Version 0.3 (accepted)

· Apr 6, 2023 · Academic Editor

Accept

The authors have adequately addressed all the comments and the manuscript is ready for acceptance in its present form.

[# PeerJ Staff Note - this decision was reviewed and approved by Vladimir Uversky, a PeerJ Section Editor covering this Section #]

Version 0.2

· Mar 6, 2023 · Academic Editor

Minor Revisions

The authors have addressed all the comments from the reviewers except the one pertaining to Fig 3A. As pointed by one of the reviewers, Fig3A is of high significance in the manuscript, it is essential to show the localization of the exosomes that have been uptake by the podocytes. The authors are asked to provide either phase image or IF images of any podocyte specific markers to show the cell morphology. The percentage of internalized exosomes needs to be provided in graphical or tabular form within the manuscript.

Reviewer 1 ·

Basic reporting

The authors have addressed all my questions except the fluorescence image (fig3A). Since that fig is of great significance in this paper, I would have loved to see the phase image being merged with the both DAPI and PKH26. Any fluorescent microscope should have the ability to take phase image if not DIC. Without that it is not possible to understand their localisation. I will strongly suggest the authors to retake this image along with the control or they should downgrade their findings and remove this image from the figure.

Experimental design

na

Validity of the findings

na

Additional comments

na

Reviewer 2 ·

Basic reporting

NA

Experimental design

NA

Validity of the findings

NA

Additional comments

NA

Reviewer 3 ·

Basic reporting

Authors have addressed all raised concerns satisfactorily. Therefore manuscript can be accepted for publication.

Experimental design

__

Validity of the findings

__

Additional comments

__

Version 0.1 (original submission)

· Jan 9, 2023 · Academic Editor

Major Revisions

The manuscript has been assessed by three independent reviewers and I strongly suggest addressing the concerns raised by all three reviewers before your paper can be considered for publication. The manuscript is well written, and I appreciate the authors for including limitations in the discussion section. The authors are requested to elaborate the methods section. Figures in the results section need to be improved in terms of clarity and labeling. Inclusion of the chemical nature of the inhibitor and the mechanism of inhibition and the specificity is highly recommended.

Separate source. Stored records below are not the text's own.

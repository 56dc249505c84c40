//! Line-pattern extraction of stage findings from raw stage text

use regex::Regex;

use crate::model::{RiskLevel, Stage, StageFindings};
use crate::service::text::leading_lines;

const SUMMARY_LINES: usize = 5;
const MAX_LIST_ITEMS: usize = 10;
const MAX_MITIGATION_ITEMS: usize = 5;
/// Shorter cleaned lines are headings or fragments, not findings
const MIN_ITEM_CHARS: usize = 10;

const ISSUE_KEYWORDS: &[&str] = &["issue", "problem", "defect", "flaw", "lack", "missing"];
const RECOMMENDATION_KEYWORDS: &[&str] = &["recommend", "suggest", "improve", "optimi"];
const INCONSISTENCY_KEYWORDS: &[&str] = &["inconsisten", "contradict", "conflict"];
const CORRECTION_KEYWORDS: &[&str] = &["correct", "adjust", "revise", "modify", "fix"];
const MITIGATION_KEYWORDS: &[&str] = &["mitigat", "countermeasure", "prevent", "contingency"];

/// Derives the per-stage fields of a stage result
pub struct FindingsExtractor {
    item_prefix: Regex,
    risk_level: Regex,
}

impl FindingsExtractor {
    pub fn new() -> Result<Self, regex::Error> {
        Ok(Self {
            item_prefix: Regex::new(r"^[\d\-.\s]*")?,
            risk_level: Regex::new(r"(?i)\b(high|medium|low)\b")?,
        })
    }

    pub fn extract(&self, stage: Stage, text: &str) -> StageFindings {
        match stage {
            Stage::Structure => StageFindings::Structure {
                summary: leading_lines(text, SUMMARY_LINES),
            },
            Stage::Design => StageFindings::Design {
                issues: self.list_items(text, ISSUE_KEYWORDS, MAX_LIST_ITEMS),
                recommendations: self.list_items(text, RECOMMENDATION_KEYWORDS, MAX_LIST_ITEMS),
            },
            Stage::Logic => StageFindings::Logic {
                inconsistencies: self.list_items(text, INCONSISTENCY_KEYWORDS, MAX_LIST_ITEMS),
                corrections: self.list_items(text, CORRECTION_KEYWORDS, MAX_LIST_ITEMS),
            },
            Stage::Risk => StageFindings::Risk {
                risk_level: self.risk_level(text),
                mitigation: self.list_items(text, MITIGATION_KEYWORDS, MAX_MITIGATION_ITEMS),
            },
        }
    }

    /// Lines mentioning any keyword, with list numbering stripped
    fn list_items(&self, text: &str, keywords: &[&str], limit: usize) -> Vec<String> {
        text.lines()
            .filter(|line| {
                let lower = line.to_lowercase();
                keywords.iter().any(|k| lower.contains(k))
            })
            .map(|line| self.item_prefix.replace(line, "").trim().to_string())
            .filter(|item| item.chars().count() > MIN_ITEM_CHARS)
            .take(limit)
            .collect()
    }

    /// First line naming a level decides; within that line the highest wins.
    /// Defaults to medium.
    fn risk_level(&self, text: &str) -> RiskLevel {
        text.lines()
            .find_map(|line| {
                self.risk_level
                    .find_iter(line)
                    .map(|m| match m.as_str().to_lowercase().as_str() {
                        "high" => RiskLevel::High,
                        "low" => RiskLevel::Low,
                        _ => RiskLevel::Medium,
                    })
                    .max_by_key(|level| u8::from(*level))
            })
            .unwrap_or(RiskLevel::Medium)
    }
}
//! Analysis endpoints
//!
//! Both endpoints validate synchronously and answer problems as plain JSON
//! errors. Once a session is locked the response switches to an event
//! stream fed by a spawned run; the session id travels in `X-File-Id`.

use std::sync::Arc;

use actix_web::http::header;
use actix_web::{HttpResponse, post, web};
use serde::Deserialize;
use tokio_stream::StreamExt;
use tokio_stream::wrappers::UnboundedReceiverStream;
use utoipa::ToSchema;

use super::error::ApiError;
use crate::app::AppState;
use crate::model::{ProviderConfig, ProviderKind, ProviderOverrides, StreamEvent};
use crate::service::session_store::SessionGuard;
use crate::service::{AnalysisPipeline, PipelineError, StreamEmitter, decode_document};

pub const FILE_ID_HEADER: &str = "X-File-Id";

/// Start a new analysis
#[derive(Debug, Deserialize, ToSchema)]
#[serde(rename_all = "camelCase")]
pub struct AnalyzeRequest {
    /// `openai`, `deepseek` or `custom`
    pub provider: Option<String>,
    pub api_key: Option<String>,
    /// Required for the `custom` provider
    pub custom_api_url: Option<String>,
    pub custom_model: Option<String>,
    /// Base64 encoded PDF or UTF-8 text
    pub file_content: Option<String>,
    pub file_name: Option<String>,
}

/// Resume an interrupted analysis
#[derive(Debug, Deserialize, ToSchema)]
#[serde(rename_all = "camelCase")]
pub struct ContinueRequest {
    pub file_id: Option<String>,
    /// Overrides replace the values stored with the session
    pub provider: Option<String>,
    pub api_key: Option<String>,
    pub custom_api_url: Option<String>,
    pub custom_model: Option<String>,
}

/// Blank strings count as absent
fn present(value: Option<String>) -> Option<String> {
    value.map(|v| v.trim().to_string()).filter(|v| !v.is_empty())
}

fn parse_provider(value: &str) -> Result<ProviderKind, ApiError> {
    value.parse().map_err(ApiError::BadRequest)
}

/// Start a fresh analysis and stream its progress
#[utoipa::path(
    post,
    path = "/analyze",
    request_body = AnalyzeRequest,
    responses(
        (status = 200, description = "Event stream of analysis progress", content_type = "text/event-stream", body = String),
        (status = 400, description = "Missing fields, unknown provider or unreadable document", body = super::error::ErrorResponse)
    ),
    tag = "analysis"
)]
#[post("/analyze")]
pub async fn analyze(
    state: web::Data<AppState>,
    body: web::Json<AnalyzeRequest>,
) -> Result<HttpResponse, ApiError> {
    let body = body.into_inner();
    let (Some(provider), Some(api_key), Some(file_content)) = (
        present(body.provider),
        present(body.api_key),
        present(body.file_content),
    ) else {
        return Err(ApiError::BadRequest(
            "provider, apiKey and fileContent are required".to_string(),
        ));
    };

    let provider_config = ProviderConfig {
        kind: parse_provider(&provider)?,
        api_key,
        endpoint_override: present(body.custom_api_url),
        model_override: present(body.custom_model),
    };

    let document_text = web::block(move || decode_document(&file_content))
        .await
        .map_err(|e| ApiError::Internal(e.to_string()))??;

    let session = state
        .pipeline
        .start(document_text, present(body.file_name), provider_config)
        .await?;

    Ok(stream_run(state.pipeline.clone(), session))
}

/// Resume an interrupted analysis, running only the unfinished stages
#[utoipa::path(
    post,
    path = "/analyze/continue",
    request_body = ContinueRequest,
    responses(
        (status = 200, description = "Event stream of analysis progress", content_type = "text/event-stream", body = String),
        (status = 400, description = "Missing fileId or invalid provider override", body = super::error::ErrorResponse),
        (status = 404, description = "Session not found", body = super::error::ErrorResponse),
        (status = 409, description = "Session is already being analyzed", body = super::error::ErrorResponse)
    ),
    tag = "analysis"
)]
#[post("/analyze/continue")]
pub async fn continue_analysis(
    state: web::Data<AppState>,
    body: web::Json<ContinueRequest>,
) -> Result<HttpResponse, ApiError> {
    let body = body.into_inner();
    let file_id =
        present(body.file_id).ok_or_else(|| ApiError::BadRequest("fileId is required".to_string()))?;

    let overrides = ProviderOverrides {
        kind: present(body.provider)
            .map(|p| parse_provider(&p))
            .transpose()?,
        api_key: present(body.api_key),
        endpoint_override: present(body.custom_api_url),
        model_override: present(body.custom_model),
    };

    let session = state.pipeline.resume(&file_id, overrides).await?;
    Ok(stream_run(state.pipeline.clone(), session))
}

/// Spawn the run and hand back the streaming response
fn stream_run(pipeline: Arc<AnalysisPipeline>, session: SessionGuard) -> HttpResponse {
    let file_id = session.id.clone();
    let (emitter, rx) = StreamEmitter::channel();

    tokio::spawn(drive(pipeline, session, emitter));

    HttpResponse::Ok()
        .content_type("text/event-stream")
        .insert_header((header::CACHE_CONTROL, "no-cache"))
        .insert_header((FILE_ID_HEADER, file_id))
        .streaming(UnboundedReceiverStream::new(rx).map(Ok::<_, actix_web::Error>))
}

/// Run the pipeline until it finishes or the caller goes away. Dropping the
/// run future cancels the in-flight provider call and releases the session.
async fn drive(pipeline: Arc<AnalysisPipeline>, session: SessionGuard, emitter: StreamEmitter) {
    let file_id = session.id.clone();

    let outcome = tokio::select! {
        result = pipeline.run(session, &emitter) => Some(result),
        _ = emitter.closed() => None,
    };

    match outcome {
        Some(Ok(_)) => {}
        None | Some(Err(PipelineError::Disconnected)) => {
            tracing::info!(session_id = %file_id, "Client disconnected, analysis cancelled");
        }
        Some(Err(e)) => {
            tracing::error!(session_id = %file_id, error = %e, "Analysis failed");
            let event = StreamEvent::error("Analysis failed", e.to_string(), Some(file_id.clone()));
            if let Err(e) = emitter.emit(&event) {
                tracing::debug!(session_id = %file_id, error = %e, "Could not deliver error event");
            }
        }
    }
}

/// Configure analysis routes
pub fn configure(cfg: &mut web::ServiceConfig) {
    cfg.service(analyze).service(continue_analysis);
}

[# PeerJ Staff Note: Please ensure that all review and editorial comments are addressed in a response letter and any edits or clarifications mentioned in the letter are also inserted into the revised manuscript where appropriate. #]

Reviewer 1 ·

Basic reporting

No comments

Experimental design

No comments

Validity of the findings

No comments

Additional comments

The manuscript “Bone marrow mesenchymal stem cell-derived exosomes protect podocytes from HBx-induced ferroptosis” by Xiaoqian Yang et al, explores the potential role of BMSC derived exosomes in inhibiting HBx induced podocyte ferroptosis. The authors have shown than expression of HBx induces ferroptosis in podocytes and the effects can be alleviated by BMSC derived exosomes via delivery of miR-223-3p cargo. Overall, the identification of such potential targets can make significant contribution to drug discovery.
I do have some minor comments that authors can work upon and give a better explanation so that it is clear to the audience.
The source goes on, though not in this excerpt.